Superior T memory stem cell persistence supports long-lived T cell memory

TLDR
Vaccination strategies designed to elicit durable cellular immunity should target the generation of TSCM cells, which were generated in the acute phase of viral infection, preferentially survived in comparison with all other memory cells following elimination of antigen, and stably persisted for the long term.
Abstract
Long-lived memory T cells are able to persist in the host in the absence of antigen; however, the mechanism by which they are maintained is not well understood. Recently, a subset of human T cells, stem cell memory T cells (TSCM cells), was shown to be self-renewing and multipotent, thereby providing a potential reservoir for T cell memory throughout life. However, their in vivo dynamics and homeostasis still remain to be defined due to the lack of suitable animal models. We identified T cells with a TSCM phenotype and stem cell–like properties in nonhuman primates. These cells were the least-differentiated memory subset, were functionally distinct from conventional memory cells, and served as precursors of central memory. Antigen-specific TSCM cells preferentially localized to LNs and were virtually absent from mucosal surfaces.

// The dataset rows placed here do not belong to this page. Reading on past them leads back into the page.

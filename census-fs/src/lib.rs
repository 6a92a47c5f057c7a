//! Filesystem helpers for walking a census release, built on `cap-std` and
//! `camino`.
//!
//! Every helper resolves an ambient directory once and then works relative to
//! it, so paths handed to the loader are always valid UTF-8 and listings are
//! returned in a stable, sorted order.
#![forbid(unsafe_code)]

use camino::{Utf8Path, Utf8PathBuf};
use cap_std::{ambient_authority, fs_utf8};
use std::io;
use std::path::Component;

/// Open a UTF-8 file path using ambient authority.
pub fn open_utf8_file(path: &Utf8Path) -> io::Result<fs_utf8::File> {
    fs_utf8::File::open_ambient(path, ambient_authority())
}

/// Open a directory using ambient authority.
pub fn open_utf8_dir(path: &Utf8Path) -> io::Result<fs_utf8::Dir> {
    fs_utf8::Dir::open_ambient_dir(path, ambient_authority())
}

/// Resolve an ambient directory for the given path and return the directory with the file name.
pub fn open_dir_and_file(path: &Utf8Path) -> io::Result<(fs_utf8::Dir, String)> {
    let parent = match path.parent() {
        Some(parent) if !parent.as_str().is_empty() => parent,
        _ => Utf8Path::new("."),
    };
    let file_name = path
        .file_name()
        .ok_or_else(|| io::Error::other("target should include a file name"))?
        .to_owned();
    let dir = open_utf8_dir(parent)?;
    Ok((dir, file_name))
}

/// Return whether a path exists and is a regular file.
///
/// A missing path is reported as `false` rather than an error.
pub fn is_file(path: &Utf8Path) -> io::Result<bool> {
    let (dir, name) = match open_dir_and_file(path) {
        Ok(found) => found,
        Err(err) if err.kind() == io::ErrorKind::NotFound => return Ok(false),
        Err(err) => return Err(err),
    };
    match dir.metadata(name.as_str()) {
        Ok(meta) => Ok(meta.is_file()),
        Err(err) if err.kind() == io::ErrorKind::NotFound => Ok(false),
        Err(err) => Err(err),
    }
}

/// Return whether a path exists and is a directory.
pub fn is_dir(path: &Utf8Path) -> io::Result<bool> {
    match open_utf8_dir(path) {
        Ok(_) => Ok(true),
        Err(err) if matches!(err.kind(), io::ErrorKind::NotFound | io::ErrorKind::NotADirectory) => {
            Ok(false)
        }
        Err(err) => Err(err),
    }
}

/// Create `path` and any missing parents.
pub fn ensure_dir(path: &Utf8Path) -> io::Result<()> {
    let (base_dir, relative) = base_dir_and_relative(path)?;
    if relative.as_str().is_empty() {
        return Ok(());
    }
    base_dir.create_dir_all(&relative)
}

/// Ensure the parent directory for `path` exists, handling absolute paths safely for cap-std.
pub fn ensure_parent_dir(path: &Utf8Path) -> io::Result<()> {
    let Some(parent) = path.parent() else {
        return Ok(());
    };
    if parent.as_str().is_empty() || parent == Utf8Path::new("/") {
        return Ok(());
    }
    ensure_dir(parent)
}

/// Regular files directly inside `dir` whose names end with `suffix`,
/// sorted by name.
///
/// The comparison ignores ASCII case so `.SHP` and `.shp` both match.
pub fn files_with_suffix(dir: &Utf8Path, suffix: &str) -> io::Result<Vec<Utf8PathBuf>> {
    let suffix = suffix.to_ascii_lowercase();
    let mut found = Vec::new();
    for (name, file_type) in list_entries(dir)? {
        if file_type.is_file() && name.to_ascii_lowercase().ends_with(&suffix) {
            found.push(dir.join(name));
        }
    }
    found.sort();
    Ok(found)
}

/// Regular files anywhere below `dir` whose names end with `suffix`, sorted
/// by path.
pub fn files_with_suffix_recursive(dir: &Utf8Path, suffix: &str) -> io::Result<Vec<Utf8PathBuf>> {
    let mut found = files_with_suffix(dir, suffix)?;
    for child in subdirectories(dir)? {
        found.extend(files_with_suffix_recursive(&child, suffix)?);
    }
    found.sort();
    Ok(found)
}

/// Directories directly inside `dir`, sorted by name.
pub fn subdirectories(dir: &Utf8Path) -> io::Result<Vec<Utf8PathBuf>> {
    let mut found: Vec<Utf8PathBuf> = list_entries(dir)?
        .into_iter()
        .filter(|(_, file_type)| file_type.is_dir())
        .map(|(name, _)| dir.join(name))
        .collect();
    found.sort();
    Ok(found)
}

fn list_entries(dir: &Utf8Path) -> io::Result<Vec<(String, fs_utf8::FileType)>> {
    let handle = open_utf8_dir(dir)?;
    let mut entries = Vec::new();
    for entry in handle.entries()? {
        let entry = entry?;
        entries.push((entry.file_name()?, entry.file_type()?));
    }
    Ok(entries)
}

/// Split an absolute or relative path into an ambient base directory and a relative suffix.
pub fn base_dir_and_relative(path: &Utf8Path) -> io::Result<(fs_utf8::Dir, Utf8PathBuf)> {
    let std_path = path.as_std_path();

    let (base, relative) = match std_path.components().next() {
        // Windows absolute path with a drive or UNC prefix.
        Some(Component::Prefix(prefix)) => {
            let prefix_str = prefix
                .as_os_str()
                .to_str()
                .ok_or_else(|| io::Error::other("non-UTF-8 path prefix"))?;

            let base = Utf8PathBuf::from(prefix_str).join(std::path::MAIN_SEPARATOR.to_string());
            let relative = std_path
                .strip_prefix(base.as_std_path())
                .or_else(|_| std_path.strip_prefix(prefix.as_os_str()))
                .map_err(|_| io::Error::other("failed to strip prefix from path"))?
                .to_path_buf();
            (base, relative)
        }
        // Unix-style absolute path.
        Some(Component::RootDir) => {
            let base = Utf8PathBuf::from(std::path::MAIN_SEPARATOR.to_string());
            let relative = std_path
                .strip_prefix(base.as_std_path())
                .map_err(|_| io::Error::other("failed to strip root from absolute path"))?
                .to_path_buf();
            (base, relative)
        }
        // Relative path: resolve from the current directory.
        _ => (Utf8PathBuf::from("."), std_path.to_path_buf()),
    };

    let dir = open_utf8_dir(&base)?;
    let relative =
        Utf8PathBuf::from_path_buf(relative).map_err(|_| io::Error::other("non-UTF-8 path"))?;

    Ok((dir, relative))
}

#[cfg(test)]
mod tests {
    use super::*;
    use rstest::{fixture, rstest};
    use std::fs;
    use tempfile::TempDir;

    struct Tree {
        _dir: TempDir,
        root: Utf8PathBuf,
    }

    #[fixture]
    fn tree() -> Tree {
        let dir = TempDir::new().expect("tempdir");
        let root = Utf8PathBuf::from_path_buf(dir.path().to_path_buf()).expect("utf-8 tempdir");
        fs::create_dir_all(root.join("SA1/AUST")).expect("create SA1");
        fs::create_dir_all(root.join("STE")).expect("create STE");
        for file in [
            "SA1/AUST/2011Census_B02_AUST_SA1_sequential.csv",
            "SA1/AUST/2011Census_B01_AUST_SA1_sequential.csv",
            "STE/2011Census_B01_AUST_STE_sequential.CSV",
            "STE/readme.txt",
        ] {
            fs::write(root.join(file), b"region_id\n").expect("write file");
        }
        Tree { _dir: dir, root }
    }

    #[rstest]
    fn lists_matching_files_sorted(tree: Tree) {
        let found = files_with_suffix(&tree.root.join("SA1/AUST"), ".csv").expect("list");
        let names: Vec<_> = found.iter().filter_map(|path| path.file_name()).collect();
        assert_eq!(
            names,
            vec![
                "2011Census_B01_AUST_SA1_sequential.csv",
                "2011Census_B02_AUST_SA1_sequential.csv"
            ]
        );
    }

    #[rstest]
    fn suffix_match_ignores_case(tree: Tree) {
        let found = files_with_suffix(&tree.root.join("STE"), ".csv").expect("list");
        assert_eq!(found.len(), 1);
    }

    #[rstest]
    fn recursive_listing_descends(tree: Tree) {
        let found = files_with_suffix_recursive(&tree.root, ".csv").expect("list");
        assert_eq!(found.len(), 3);
    }

    #[rstest]
    fn lists_subdirectories(tree: Tree) {
        let found = subdirectories(&tree.root).expect("list");
        assert_eq!(found, vec![tree.root.join("SA1"), tree.root.join("STE")]);
    }

    #[rstest]
    fn classifies_paths(tree: Tree) {
        assert!(is_dir(&tree.root.join("SA1")).expect("inspect"));
        assert!(!is_dir(&tree.root.join("missing")).expect("inspect"));
        assert!(is_file(&tree.root.join("STE/readme.txt")).expect("inspect"));
        assert!(!is_file(&tree.root.join("STE")).expect("inspect"));
        assert!(!is_file(&tree.root.join("missing/readme.txt")).expect("inspect"));
    }

    #[rstest]
    fn creates_nested_directories(tree: Tree) {
        let target = tree.root.join("scratch/a/b");
        ensure_dir(&target).expect("create");
        assert!(target.is_dir());
        ensure_parent_dir(&tree.root.join("dumps/aus_census_2011.dump")).expect("create parent");
        assert!(tree.root.join("dumps").is_dir());
    }
}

They were generated in the acute phase of viral infection, preferentially survived in comparison with all other memory cells following elimination of antigen, and stably persisted for the long term. Thus, one mechanism for maintenance of long-term T cell memory derives from the unique homeostatic properties of TSCM cells. Vaccination strategies designed to elicit durable cellular immunity should target the generation of TSCM cells.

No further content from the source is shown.